I think the big problem is that there are "bitchy" girls in nearly every school. The trick is to be sufficiently robust to avoid them, not to engage with them, and have a sufficient variety of girls in the year group so that friendships can be formed with pleasant girls. My DDs went to two of the schools mentioned up thread and many of the girls were truly awful in DD2's year group at one school although DD1 had a wonderful year group there. Sadly, you just do not know what you are getting even at a school you think you know.

In my view schools do not really deal with their difficult pupils because they literally cannot afford to. Short term exclusions are used but the girls come back and start all over again. At plenty of schools like this there are parents who have not explained to their children that they don't get their own way all the time and therefore these children have a sense of entitlement backed up by the parents. The parents are so rich, they are entitled too! Generally though, it is best not to compete and leave them to it. I also think better friendships are formed from year 10 when GCSE teaching groups are formed. Children can find the pupils more like them in their teaching groups.
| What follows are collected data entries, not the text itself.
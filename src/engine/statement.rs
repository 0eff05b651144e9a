// ==========================================
// 鲜奶订送系统 - 月度对账聚合
// ==========================================
// 职责: 对远端返回的账单/付款行做纯函数聚合
// 输入: Invoice / Payment 列表
// 输出: 账单汇总与按月对账单
// ==========================================

use std::collections::BTreeMap;

use chrono::{Datelike, Days, Months, NaiveDate};

use crate::domain::billing::{Invoice, InvoiceTotals, MonthlyStatement, Payment};
use crate::domain::types::StatementFilter;

/// 自然月边界 (首日, 末日)
///
/// 月份非法时返回 None。
pub fn month_bounds(year: i32, month: u32) -> Option<(NaiveDate, NaiveDate)> {
    let first = NaiveDate::from_ymd_opt(year, month, 1)?;
    let last = first
        .checked_add_months(Months::new(1))?
        .checked_sub_days(Days::new(1))?;
    Some((first, last))
}

/// 账单汇总: 合计 / 已付 / 应付
///
/// 已付口径与账单状态对齐（status=PAID 的账单金额计入已付）。
pub fn invoice_totals(invoices: &[Invoice]) -> InvoiceTotals {
    let total: f64 = invoices.iter().map(|inv| inv.amount()).sum();
    let paid: f64 = invoices
        .iter()
        .filter(|inv| inv.status.is_paid())
        .map(|inv| inv.amount())
        .sum();
    InvoiceTotals {
        total,
        paid,
        due: total - paid,
    }
}

/// 按自然月聚合账单（购买）与付款（已付）
///
/// 无开具/付款日期的行不参与聚合；结果按月份倒序。
pub fn monthly_statements(invoices: &[Invoice], payments: &[Payment]) -> Vec<MonthlyStatement> {
    // BTreeMap 键 (year, month)，天然有序
    let mut months: BTreeMap<(i32, u32), MonthlyStatement> = BTreeMap::new();

    fn entry<'a>(
        months: &'a mut BTreeMap<(i32, u32), MonthlyStatement>,
        date: NaiveDate,
    ) -> &'a mut MonthlyStatement {
        months
            .entry((date.year(), date.month()))
            .or_insert_with(|| MonthlyStatement {
                year: date.year(),
                month: date.month(),
                purchased: 0.0,
                paid: 0.0,
            })
    }

    for inv in invoices {
        let Some(date) = inv.issue_date else { continue };
        entry(&mut months, date).purchased += inv.amount();
    }

    for payment in payments {
        let Some(date) = payment.paid_on else { continue };
        entry(&mut months, date).paid += payment.amount;
    }

    months.into_values().rev().collect()
}

/// 按筛选条件过滤月度对账单
pub fn filter_statements(
    statements: Vec<MonthlyStatement>,
    filter: StatementFilter,
) -> Vec<MonthlyStatement> {
    match filter {
        StatementFilter::All => statements,
        StatementFilter::Paid => statements.into_iter().filter(|s| s.is_settled()).collect(),
        StatementFilter::Due => statements.into_iter().filter(|s| !s.is_settled()).collect(),
    }
}

#[cfg(test)]
mod tests {
    use super::*;
    use crate::domain::types::InvoiceStatus;

    fn d(s: &str) -> NaiveDate {
        NaiveDate::parse_from_str(s, "%Y-%m-%d").unwrap()
    }

    fn invoice(id: &str, date: &str, status: InvoiceStatus, line_totals: Vec<f64>) -> Invoice {
        Invoice {
            invoice_id: id.to_string(),
            invoice_number: format!("N-{}", id),
            issue_date: Some(d(date)),
            status,
            line_totals,
            notes: None,
            pdf_url: None,
        }
    }

    fn payment(id: &str, date: &str, amount: f64) -> Payment {
        Payment {
            payment_id: id.to_string(),
            amount,
            paid_on: Some(d(date)),
        }
    }

    #[test]
    fn test_month_bounds() {
        assert_eq!(
            month_bounds(2024, 5),
            Some((d("2024-05-01"), d("2024-05-31")))
        );
        // 闰年二月
        assert_eq!(
            month_bounds(2024, 2),
            Some((d("2024-02-01"), d("2024-02-29")))
        );
        assert_eq!(
            month_bounds(2023, 2),
            Some((d("2023-02-01"), d("2023-02-28")))
        );
        // 跨年
        assert_eq!(
            month_bounds(2024, 12),
            Some((d("2024-12-01"), d("2024-12-31")))
        );
        assert_eq!(month_bounds(2024, 13), None);
    }

    #[test]
    fn test_invoice_totals() {
        let invoices = vec![
            invoice("a", "2024-05-03", InvoiceStatus::Paid, vec![100.0, 20.0]),
            invoice("b", "2024-05-10", InvoiceStatus::Issued, vec![80.0]),
        ];
        let totals = invoice_totals(&invoices);
        assert_eq!(totals.total, 200.0);
        assert_eq!(totals.paid, 120.0);
        assert_eq!(totals.due, 80.0);
    }

    #[test]
    fn test_monthly_statements_aggregation() {
        let invoices = vec![
            invoice("a", "2024-05-03", InvoiceStatus::Issued, vec![100.0]),
            invoice("b", "2024-05-20", InvoiceStatus::Issued, vec![50.0]),
            invoice("c", "2024-04-10", InvoiceStatus::Issued, vec![70.0]),
        ];
        let payments = vec![
            payment("p1", "2024-05-25", 120.0),
            payment("p2", "2024-04-11", 70.0),
        ];

        let statements = monthly_statements(&invoices, &payments);
        assert_eq!(statements.len(), 2);
        // 倒序: 2024-05 在前
        assert_eq!(statements[0].month_key(), "2024-05");
        assert_eq!(statements[0].purchased, 150.0);
        assert_eq!(statements[0].paid, 120.0);
        assert_eq!(statements[0].due(), 30.0);
        assert_eq!(statements[1].month_key(), "2024-04");
        assert!(statements[1].is_settled());
    }

    #[test]
    fn test_monthly_statements_skip_undated_rows() {
        let mut inv = invoice("a", "2024-05-03", InvoiceStatus::Issued, vec![100.0]);
        inv.issue_date = None;
        let mut pay = payment("p1", "2024-05-25", 50.0);
        pay.paid_on = None;
        assert!(monthly_statements(&[inv], &[pay]).is_empty());
    }

    #[test]
    fn test_payment_only_month_appears() {
        let payments = vec![payment("p1", "2024-03-02", 40.0)];
        let statements = monthly_statements(&[], &payments);
        assert_eq!(statements.len(), 1);
        assert_eq!(statements[0].purchased, 0.0);
        assert_eq!(statements[0].paid, 40.0);
        assert!(statements[0].is_settled());
    }

    #[test]
    fn test_filter_statements() {
        let statements = vec![
            MonthlyStatement {
                year: 2024,
                month: 5,
                purchased: 150.0,
                paid: 120.0,
            },
            MonthlyStatement {
                year: 2024,
                month: 4,
                purchased: 70.0,
                paid: 70.0,
            },
        ];
        let due = filter_statements(statements.clone(), StatementFilter::Due);
        assert_eq!(due.len(), 1);
        assert_eq!(due[0].month, 5);
        let paid = filter_statements(statements.clone(), StatementFilter::Paid);
        assert_eq!(paid.len(), 1);
        assert_eq!(paid[0].month, 4);
        assert_eq!(filter_statements(statements, StatementFilter::All).len(), 2);
    }
}
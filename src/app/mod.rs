// ==========================================
// 鲜奶订送系统 - 应用层
// ==========================================
// 职责: 组装仓储/引擎/API，供宿主程序与演示入口使用
// ==========================================

pub mod state;

// 重导出
pub use state::{get_default_db_path, AppState};
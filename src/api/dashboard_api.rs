// ==========================================
// 鲜奶订送系统 - 驾驶舱 API
// ==========================================
// 职责: 聚合远端配送统计与本地今日生效订单，供首页展示
// 架构: API 层 → 远端配送服务 + 解析引擎
// ==========================================

use std::sync::Arc;

use serde::{Deserialize, Serialize};

use crate::api::error::{ApiError, ApiResult};
use crate::backend::DeliveryService;
use crate::domain::delivery::DashboardCounts;
use crate::domain::schedule::EffectiveDayRow;
use crate::engine::resolver::ScheduleResolver;

// ==========================================
// DashboardOverview - 驾驶舱总览
// ==========================================
#[derive(Debug, Clone, PartialEq, Serialize, Deserialize)]
pub struct DashboardOverview {
    pub counts: DashboardCounts,           // 今日/近7日应送与已送
    pub today_rows: Vec<EffectiveDayRow>,  // 今日生效订单
    pub today_total_liters: f64,           // 今日合计升数
    pub today_total_amount: f64,           // 今日合计金额
}

pub struct DashboardApi {
    delivery: Arc<dyn DeliveryService>,
    resolver: Arc<ScheduleResolver>,
}

impl DashboardApi {
    pub fn new(delivery: Arc<dyn DeliveryService>, resolver: Arc<ScheduleResolver>) -> Self {
        Self { delivery, resolver }
    }

    /// 驾驶舱总览: 远端统计 + 本地今日生效订单
    pub async fn overview(&self, customer_id: &str) -> ApiResult<DashboardOverview> {
        if customer_id.trim().is_empty() {
            return Err(ApiError::InvalidInput("客户ID不能为空".to_string()));
        }
        let counts = self.delivery.dashboard_counts(customer_id).await?;
        let today_rows = self.today_effective()?;
        let today_total_liters = today_rows.iter().map(|r| r.total_liters()).sum();
        let today_total_amount = today_rows.iter().map(|r| r.amount()).sum();
        Ok(DashboardOverview {
            counts,
            today_rows,
            today_total_liters,
            today_total_amount,
        })
    }

    /// 今日（本地日历日）生效订单
    pub fn today_effective(&self) -> ApiResult<Vec<EffectiveDayRow>> {
        let today = chrono::Local::now().date_naive();
        Ok(self.resolver.resolve_day(today)?)
    }

    /// 今日合计升数（首页角标）
    pub fn today_total_liters(&self) -> ApiResult<f64> {
        Ok(self
            .today_effective()?
            .iter()
            .map(|r| r.total_liters())
            .sum())
    }
}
Did your DD board at the country prep? Where did the majority of girls go to from that school? Many boarding schools have lots of overseas boarders and quite a few schools are weekly boarding so this might be better for you. Also, very many schools are capable of teaching bright pupils. Just because they are less selective, does not mean schools don't get good results with the pupils they have. Tudor Hall is perfectly academic for most! You have pigeonholed some schools rather unfairly!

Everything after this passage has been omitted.